Where the “West Lothian Question” still festers is the so-called “Sewel convention” (for a full explication see the Peatworrier passim[/I]), which was thought to define the relationship between Westminster and Holyrood. It was thought the 2016 Scotland Act enshrined these conventions into UK law.

As a concomitant of the Supreme Court judgment of 24th January 2017, those certainties are now much more clouded. In particular there’s paragraph 148 of the judgment, suggesting Westminster — by accident or malign design — has been weaselling:

…the UK Parliament is not seeking to convert the Sewel Convention into a rule which can be interpreted, let alone enforced, by the courts; rather, it is recognising the convention for what it is, namely a political convention, and is effectively declaring that it is a permanent feature of the relevant devolution settlement. That follows from the nature of the content, and is acknowledged by the words (“it is recognised” and “will not normally”), of the relevant subsection. We would have expected UK Parliament to have used other words if it were seeking to convert a convention into a legal rule justiciable by the courts.

Any distant rumble is “Black Tam” having a posthumous chuckle.

Above all, Dalyell (“the only member to own white peacocks”) was supremely individualist and not-to-be-confined by any passing group-loyalty. He was impossible to corral in any political grouping. He was apparently incapable of anything like “humour”. Yet he did his research: when he spoke, he knew his stuff. He gave a hard time to each and every minister dished up for his tormenting: Thatcher in particular.

Belgrano: hunting for truths.

He was against the whole Falklands adventure. He detailed that in his Falklands Polemic for the London Review of Books.

From that developed his ceaseless hounding of Margaret Thatcher, over the sinking of the Argentine cruiser, General Belgrano. Dalyell’s dogged persistence was itself the stuff of legend. In retrospect, it seems partly a piece of self-justification.
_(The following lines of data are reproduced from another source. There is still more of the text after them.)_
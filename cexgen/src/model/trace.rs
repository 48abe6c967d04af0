//! Recorded trace and opaque-call log
//!
//! The trace maps identifiers to their final recorded value; the opaque-call
//! log records, per unanalyzed function, the ordered outputs the interpreter
//! observed at each call site.

use serde::{Deserialize, Serialize};
use std::collections::{BTreeMap, BTreeSet};

use super::value::Value;

/// Identifier of the harness function that defines program inputs
pub const HARNESS_FUNCTION: &str = "_start";

/// One recorded input: an identifier, its final value, and the function
/// the executor attributes the definition to
#[derive(Debug, Clone, PartialEq, Serialize, Deserialize)]
pub struct TraceEntry {
    pub identifier: String,
    pub value: Value,
    pub defined_in: String,
}

/// Recorded trace in definition order. Re-recording an identifier makes the
/// new entry its value and its position; the superseded entry is ignored.
#[derive(Debug, Clone, Default, Serialize, Deserialize)]
pub struct Trace {
    entries: Vec<TraceEntry>,
}

impl Trace {
    pub fn new() -> Self {
        Self::default()
    }

    pub fn record(
        &mut self,
        identifier: impl Into<String>,
        value: Value,
        defined_in: impl Into<String>,
    ) {
        self.entries.push(TraceEntry {
            identifier: identifier.into(),
            value,
            defined_in: defined_in.into(),
        });
    }

    /// Final value recorded for an identifier
    pub fn value_of(&self, identifier: &str) -> Option<&Value> {
        self.entries
            .iter()
            .rev()
            .find(|e| e.identifier == identifier)
            .map(|e| &e.value)
    }

    /// Entries most-recently-defined first, one per identifier.
    /// Superseded records of a re-recorded identifier are skipped.
    pub fn latest_entries(&self) -> impl Iterator<Item = &TraceEntry> {
        let mut seen = BTreeSet::new();
        self.entries
            .iter()
            .rev()
            .filter(move |e| seen.insert(e.identifier.clone()))
    }

    pub fn len(&self) -> usize {
        self.entries.len()
    }

    pub fn is_empty(&self) -> bool {
        self.entries.is_empty()
    }
}

/// One output assignment of an opaque call: the identifier the interpreter
/// bound and the value it took
#[derive(Debug, Clone, PartialEq, Serialize, Deserialize)]
pub struct OutputAssignment {
    pub identifier: String,
    pub value: Value,
}

/// One logged invocation of an opaque function
#[derive(Debug, Clone, PartialEq, Serialize, Deserialize)]
pub struct InvocationRecord {
    /// Identifier of the function the call happened in
    pub calling_function: String,
    /// Ordered chain of constructions ending in the returned value
    pub assignments: Vec<OutputAssignment>,
}

impl InvocationRecord {
    pub fn new(calling_function: impl Into<String>, assignments: Vec<OutputAssignment>) -> Self {
        Self {
            calling_function: calling_function.into(),
            assignments,
        }
    }

    /// The assignment carrying the call's returned value
    pub fn final_assignment(&self) -> Option<&OutputAssignment> {
        self.assignments.last()
    }
}

/// Opaque-function identifier mapped to its invocation records in trace
/// order. Function identifiers iterate lexicographically.
#[derive(Debug, Clone, Default, Serialize, Deserialize)]
pub struct OpaqueCallLog {
    calls: BTreeMap<String, Vec<InvocationRecord>>,
}

impl OpaqueCallLog {
    pub fn new() -> Self {
        Self::default()
    }

    pub fn record(&mut self, function: impl Into<String>, invocation: InvocationRecord) {
        self.calls.entry(function.into()).or_default().push(invocation);
    }

    pub fn iter(&self) -> impl Iterator<Item = (&String, &Vec<InvocationRecord>)> {
        self.calls.iter()
    }

    pub fn is_empty(&self) -> bool {
        self.calls.is_empty()
    }

    pub fn len(&self) -> usize {
        self.calls.len()
    }
}

#[cfg(test)]
mod tests {
    use super::*;

    #[test]
    fn test_later_writes_win() {
        let mut trace = Trace::new();
        trace.record("java::g", Value::int(1), HARNESS_FUNCTION);
        trace.record("java::h", Value::int(2), HARNESS_FUNCTION);
        trace.record("java::g", Value::int(3), HARNESS_FUNCTION);

        assert_eq!(trace.value_of("java::g"), Some(&Value::int(3)));
        let order: Vec<&str> = trace
            .latest_entries()
            .map(|e| e.identifier.as_str())
            .collect();
        // g was re-recorded last, so it is the most recent definition.
        assert_eq!(order, vec!["java::g", "java::h"]);
    }

    #[test]
    fn test_value_of_missing() {
        let trace = Trace::new();
        assert_eq!(trace.value_of("java::g"), None);
    }

    #[test]
    fn test_opaque_log_orders_functions() {
        let mut log = OpaqueCallLog::new();
        log.record("java::b.f", InvocationRecord::new("java::main", vec![]));
        log.record("java::a.f", InvocationRecord::new("java::main", vec![]));
        log.record("java::b.f", InvocationRecord::new("java::main", vec![]));

        let keys: Vec<&str> = log.iter().map(|(k, _)| k.as_str()).collect();
        assert_eq!(keys, vec!["java::a.f", "java::b.f"]);
        let counts: Vec<usize> = log.iter().map(|(_, v)| v.len()).collect();
        assert_eq!(counts, vec![1, 2]);
    }

    #[test]
    fn test_final_assignment() {
        let record = InvocationRecord::new(
            "java::main",
            vec![
                OutputAssignment {
                    identifier: "java::tmp1".to_string(),
                    value: Value::int(1),
                },
                OutputAssignment {
                    identifier: "java::tmp2".to_string(),
                    value: Value::int(2),
                },
            ],
        );
        assert_eq!(
            record.final_assignment().map(|a| a.identifier.as_str()),
            Some("java::tmp2")
        );
    }
}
It was, however, much needed: particularly so when he was able to show that the thirty hours while HMS Conqueror trailed the Belgrano proved — rather than the vessel being some naval threat — the delay was political, over Peruvian attempts to cobble peace proposals.

The main event

Then we might usefully read Dalyell’s own “last word”: The Question of Scotland: Devolution and After.

There Dalyell argues what Scotland needs is not “self-government” so much as “good government”, and primarily ” good local government”. There’s a lot of point-scoring in it: Dalyell offers a cogent argument why Labour failed. He is caustic in his treatment of Donald Dewar — the spiralling costs of the new Scottish Parliament building — and Dewar’s denials — being one main grievance. Dalyell won, Dewar nil.

Now both Billy Wolfe and Black Tam are gone. Both were imperfect. We shall not see their likes again.

Oh, East is East and West is West, and never the twain shall meet,
Till Earth and Sky stand presently at God’s great Judgment Seat;
But there is neither East nor West, Border, nor Breed, nor Birth,
When two strong men stand face to face, though they come from the ends of the earth!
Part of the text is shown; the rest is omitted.